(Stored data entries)
^^^^^^^^
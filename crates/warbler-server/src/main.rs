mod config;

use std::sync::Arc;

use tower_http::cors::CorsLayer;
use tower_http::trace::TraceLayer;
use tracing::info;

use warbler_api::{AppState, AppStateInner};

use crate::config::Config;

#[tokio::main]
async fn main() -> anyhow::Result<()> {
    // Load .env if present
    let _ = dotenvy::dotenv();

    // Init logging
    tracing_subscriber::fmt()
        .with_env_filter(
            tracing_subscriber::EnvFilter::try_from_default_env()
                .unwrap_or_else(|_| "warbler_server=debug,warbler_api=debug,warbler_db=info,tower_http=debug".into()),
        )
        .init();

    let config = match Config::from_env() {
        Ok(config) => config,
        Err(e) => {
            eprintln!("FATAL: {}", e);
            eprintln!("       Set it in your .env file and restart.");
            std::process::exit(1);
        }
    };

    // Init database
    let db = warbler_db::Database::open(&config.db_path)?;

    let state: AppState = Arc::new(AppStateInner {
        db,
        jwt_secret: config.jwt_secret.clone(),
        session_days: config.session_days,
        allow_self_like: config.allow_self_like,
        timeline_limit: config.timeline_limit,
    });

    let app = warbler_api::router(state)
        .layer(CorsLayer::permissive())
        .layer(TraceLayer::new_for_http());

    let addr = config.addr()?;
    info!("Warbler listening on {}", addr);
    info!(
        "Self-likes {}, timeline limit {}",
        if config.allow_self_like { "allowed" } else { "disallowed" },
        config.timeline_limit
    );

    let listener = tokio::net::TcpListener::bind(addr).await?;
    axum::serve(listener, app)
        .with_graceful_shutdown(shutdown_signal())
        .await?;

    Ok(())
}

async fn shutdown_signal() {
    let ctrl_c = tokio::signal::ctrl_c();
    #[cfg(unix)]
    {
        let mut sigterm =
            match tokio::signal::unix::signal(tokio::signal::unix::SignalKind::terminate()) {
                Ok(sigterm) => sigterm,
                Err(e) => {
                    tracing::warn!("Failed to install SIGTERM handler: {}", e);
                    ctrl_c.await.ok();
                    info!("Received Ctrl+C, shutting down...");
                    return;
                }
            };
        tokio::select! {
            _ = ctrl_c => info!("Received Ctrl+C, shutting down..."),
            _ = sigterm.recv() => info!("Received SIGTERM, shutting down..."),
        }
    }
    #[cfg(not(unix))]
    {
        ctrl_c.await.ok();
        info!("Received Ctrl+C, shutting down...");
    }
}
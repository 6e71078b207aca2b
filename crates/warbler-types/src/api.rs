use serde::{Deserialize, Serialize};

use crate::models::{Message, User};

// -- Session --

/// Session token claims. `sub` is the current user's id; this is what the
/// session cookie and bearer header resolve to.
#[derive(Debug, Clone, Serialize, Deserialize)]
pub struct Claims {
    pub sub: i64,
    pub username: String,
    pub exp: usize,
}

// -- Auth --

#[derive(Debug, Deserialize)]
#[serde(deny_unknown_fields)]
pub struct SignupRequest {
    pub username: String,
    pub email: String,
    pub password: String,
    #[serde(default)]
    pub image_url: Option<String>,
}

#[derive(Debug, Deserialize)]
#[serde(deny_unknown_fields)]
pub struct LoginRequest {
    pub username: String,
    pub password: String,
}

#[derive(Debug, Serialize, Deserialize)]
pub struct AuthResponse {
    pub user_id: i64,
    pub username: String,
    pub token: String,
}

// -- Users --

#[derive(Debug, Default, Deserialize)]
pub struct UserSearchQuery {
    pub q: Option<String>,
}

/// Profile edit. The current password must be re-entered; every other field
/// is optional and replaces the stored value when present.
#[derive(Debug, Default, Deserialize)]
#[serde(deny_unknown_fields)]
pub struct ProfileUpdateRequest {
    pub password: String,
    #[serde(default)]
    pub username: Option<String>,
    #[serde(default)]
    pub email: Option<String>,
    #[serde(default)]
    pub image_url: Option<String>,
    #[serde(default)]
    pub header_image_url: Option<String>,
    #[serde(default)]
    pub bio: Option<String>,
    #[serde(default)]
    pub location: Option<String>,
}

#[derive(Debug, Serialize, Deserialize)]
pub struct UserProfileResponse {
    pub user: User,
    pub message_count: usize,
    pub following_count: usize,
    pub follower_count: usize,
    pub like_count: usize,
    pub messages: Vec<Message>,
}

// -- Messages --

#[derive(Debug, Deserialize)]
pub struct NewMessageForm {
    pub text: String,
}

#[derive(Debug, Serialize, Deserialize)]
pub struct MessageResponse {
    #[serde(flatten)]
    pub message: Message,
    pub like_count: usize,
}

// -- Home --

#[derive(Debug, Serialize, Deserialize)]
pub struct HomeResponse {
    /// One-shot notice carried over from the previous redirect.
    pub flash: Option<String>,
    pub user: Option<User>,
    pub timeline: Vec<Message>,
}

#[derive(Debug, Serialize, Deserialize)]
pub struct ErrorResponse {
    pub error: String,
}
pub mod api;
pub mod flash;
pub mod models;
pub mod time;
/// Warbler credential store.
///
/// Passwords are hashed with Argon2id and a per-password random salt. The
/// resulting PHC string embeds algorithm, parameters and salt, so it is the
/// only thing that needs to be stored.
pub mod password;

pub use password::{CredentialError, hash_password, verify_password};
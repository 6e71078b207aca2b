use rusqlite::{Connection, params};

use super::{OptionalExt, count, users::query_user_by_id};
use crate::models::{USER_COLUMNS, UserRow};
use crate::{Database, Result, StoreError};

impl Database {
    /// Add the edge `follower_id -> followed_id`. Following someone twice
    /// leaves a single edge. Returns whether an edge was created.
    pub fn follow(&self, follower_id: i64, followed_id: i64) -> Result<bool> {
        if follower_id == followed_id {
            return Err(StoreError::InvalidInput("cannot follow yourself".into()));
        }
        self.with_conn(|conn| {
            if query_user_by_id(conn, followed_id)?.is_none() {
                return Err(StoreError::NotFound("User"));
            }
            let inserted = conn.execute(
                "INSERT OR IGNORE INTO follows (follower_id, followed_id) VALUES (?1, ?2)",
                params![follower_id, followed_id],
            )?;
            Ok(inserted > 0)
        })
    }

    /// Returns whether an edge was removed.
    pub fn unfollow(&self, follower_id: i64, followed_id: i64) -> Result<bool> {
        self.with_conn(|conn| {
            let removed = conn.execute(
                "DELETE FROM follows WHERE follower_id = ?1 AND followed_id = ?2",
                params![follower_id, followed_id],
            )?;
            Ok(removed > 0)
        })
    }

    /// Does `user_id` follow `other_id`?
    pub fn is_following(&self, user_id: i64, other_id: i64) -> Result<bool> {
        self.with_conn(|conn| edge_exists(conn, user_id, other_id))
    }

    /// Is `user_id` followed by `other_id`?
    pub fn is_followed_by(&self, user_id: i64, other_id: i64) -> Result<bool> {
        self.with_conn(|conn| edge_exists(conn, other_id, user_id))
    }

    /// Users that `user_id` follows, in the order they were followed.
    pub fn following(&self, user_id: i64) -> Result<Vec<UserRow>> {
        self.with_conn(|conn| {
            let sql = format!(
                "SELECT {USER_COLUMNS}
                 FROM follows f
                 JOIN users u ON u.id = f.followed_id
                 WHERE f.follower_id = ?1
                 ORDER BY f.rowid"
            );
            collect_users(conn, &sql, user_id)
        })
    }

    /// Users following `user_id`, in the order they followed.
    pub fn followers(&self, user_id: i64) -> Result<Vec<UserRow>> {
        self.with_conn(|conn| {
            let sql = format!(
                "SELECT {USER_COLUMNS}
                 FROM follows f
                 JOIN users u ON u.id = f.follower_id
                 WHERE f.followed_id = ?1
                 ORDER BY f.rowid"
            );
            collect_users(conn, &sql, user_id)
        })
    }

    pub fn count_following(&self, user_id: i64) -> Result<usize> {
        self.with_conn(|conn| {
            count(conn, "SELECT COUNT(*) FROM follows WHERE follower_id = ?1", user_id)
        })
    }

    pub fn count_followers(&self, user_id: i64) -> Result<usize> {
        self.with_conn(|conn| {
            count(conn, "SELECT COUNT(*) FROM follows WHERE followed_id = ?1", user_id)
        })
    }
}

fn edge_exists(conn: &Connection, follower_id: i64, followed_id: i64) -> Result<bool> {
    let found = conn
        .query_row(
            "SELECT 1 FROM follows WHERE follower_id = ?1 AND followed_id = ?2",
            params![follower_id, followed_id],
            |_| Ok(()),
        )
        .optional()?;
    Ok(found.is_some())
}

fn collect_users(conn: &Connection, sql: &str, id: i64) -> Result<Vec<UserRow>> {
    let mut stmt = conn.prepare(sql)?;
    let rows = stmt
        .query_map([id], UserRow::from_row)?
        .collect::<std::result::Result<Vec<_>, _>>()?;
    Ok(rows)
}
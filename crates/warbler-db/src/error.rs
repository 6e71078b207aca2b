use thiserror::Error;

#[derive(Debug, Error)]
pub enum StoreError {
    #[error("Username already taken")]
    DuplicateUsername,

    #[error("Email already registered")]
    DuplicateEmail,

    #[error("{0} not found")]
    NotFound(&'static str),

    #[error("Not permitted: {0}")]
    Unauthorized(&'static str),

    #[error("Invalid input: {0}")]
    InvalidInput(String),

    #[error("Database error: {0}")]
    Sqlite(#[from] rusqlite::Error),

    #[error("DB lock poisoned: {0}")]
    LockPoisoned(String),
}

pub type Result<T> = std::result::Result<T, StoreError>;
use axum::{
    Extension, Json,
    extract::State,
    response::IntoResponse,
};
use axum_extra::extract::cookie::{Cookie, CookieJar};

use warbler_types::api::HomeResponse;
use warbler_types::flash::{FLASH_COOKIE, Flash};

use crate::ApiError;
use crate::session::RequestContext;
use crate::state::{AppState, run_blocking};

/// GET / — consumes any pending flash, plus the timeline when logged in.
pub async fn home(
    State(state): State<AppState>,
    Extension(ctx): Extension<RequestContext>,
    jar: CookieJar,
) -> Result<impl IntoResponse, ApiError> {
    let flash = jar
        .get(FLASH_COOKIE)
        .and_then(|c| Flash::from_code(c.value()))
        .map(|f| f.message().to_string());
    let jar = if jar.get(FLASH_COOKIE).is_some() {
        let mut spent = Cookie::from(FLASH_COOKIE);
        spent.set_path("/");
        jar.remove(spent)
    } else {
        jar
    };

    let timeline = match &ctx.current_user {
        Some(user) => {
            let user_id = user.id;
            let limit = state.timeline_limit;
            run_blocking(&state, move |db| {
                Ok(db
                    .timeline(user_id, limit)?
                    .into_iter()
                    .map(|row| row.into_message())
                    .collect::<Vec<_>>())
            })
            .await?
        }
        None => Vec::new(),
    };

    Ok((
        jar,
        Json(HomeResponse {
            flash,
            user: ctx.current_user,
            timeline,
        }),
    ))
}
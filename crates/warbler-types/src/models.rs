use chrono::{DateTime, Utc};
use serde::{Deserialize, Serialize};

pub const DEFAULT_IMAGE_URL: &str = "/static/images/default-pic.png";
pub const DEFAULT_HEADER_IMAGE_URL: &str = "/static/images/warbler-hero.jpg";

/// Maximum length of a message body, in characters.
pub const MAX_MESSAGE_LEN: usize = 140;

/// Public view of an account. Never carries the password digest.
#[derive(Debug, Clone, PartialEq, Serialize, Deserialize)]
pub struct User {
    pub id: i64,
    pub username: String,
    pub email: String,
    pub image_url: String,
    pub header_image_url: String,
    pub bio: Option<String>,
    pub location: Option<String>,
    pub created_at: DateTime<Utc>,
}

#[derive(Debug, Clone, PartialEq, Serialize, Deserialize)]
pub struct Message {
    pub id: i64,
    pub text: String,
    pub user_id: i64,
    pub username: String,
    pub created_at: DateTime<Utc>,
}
^^^^^^^^
- EXERCISE REQUIREMENTS -
Look above for the line with "pub mod time;" and the line with "edge was removed."; transcribe both and all lines in between, exactly, and nothing else.

- YOUR SOLUTION -
pub mod time;
/// Warbler credential store.
///
/// Passwords are hashed with Argon2id and a per-password random salt. The
/// resulting PHC string embeds algorithm, parameters and salt, so it is the
/// only thing that needs to be stored.
pub mod password;

pub use password::{CredentialError, hash_password, verify_password};
repository 6e71078b207aca2b
use rusqlite::{Connection, params};

use super::{OptionalExt, count, users::query_user_by_id};
use crate::models::{USER_COLUMNS, UserRow};
use crate::{Database, Result, StoreError};

impl Database {
    /// Add the edge `follower_id -> followed_id`. Following someone twice
    /// leaves a single edge. Returns whether an edge was created.
    pub fn follow(&self, follower_id: i64, followed_id: i64) -> Result<bool> {
        if follower_id == followed_id {
            return Err(StoreError::InvalidInput("cannot follow yourself".into()));
        }
        self.with_conn(|conn| {
            if query_user_by_id(conn, followed_id)?.is_none() {
                return Err(StoreError::NotFound("User"));
            }
            let inserted = conn.execute(
                "INSERT OR IGNORE INTO follows (follower_id, followed_id) VALUES (?1, ?2)",
                params![follower_id, followed_id],
            )?;
            Ok(inserted > 0)
        })
    }

    /// Returns whether an edge was removed.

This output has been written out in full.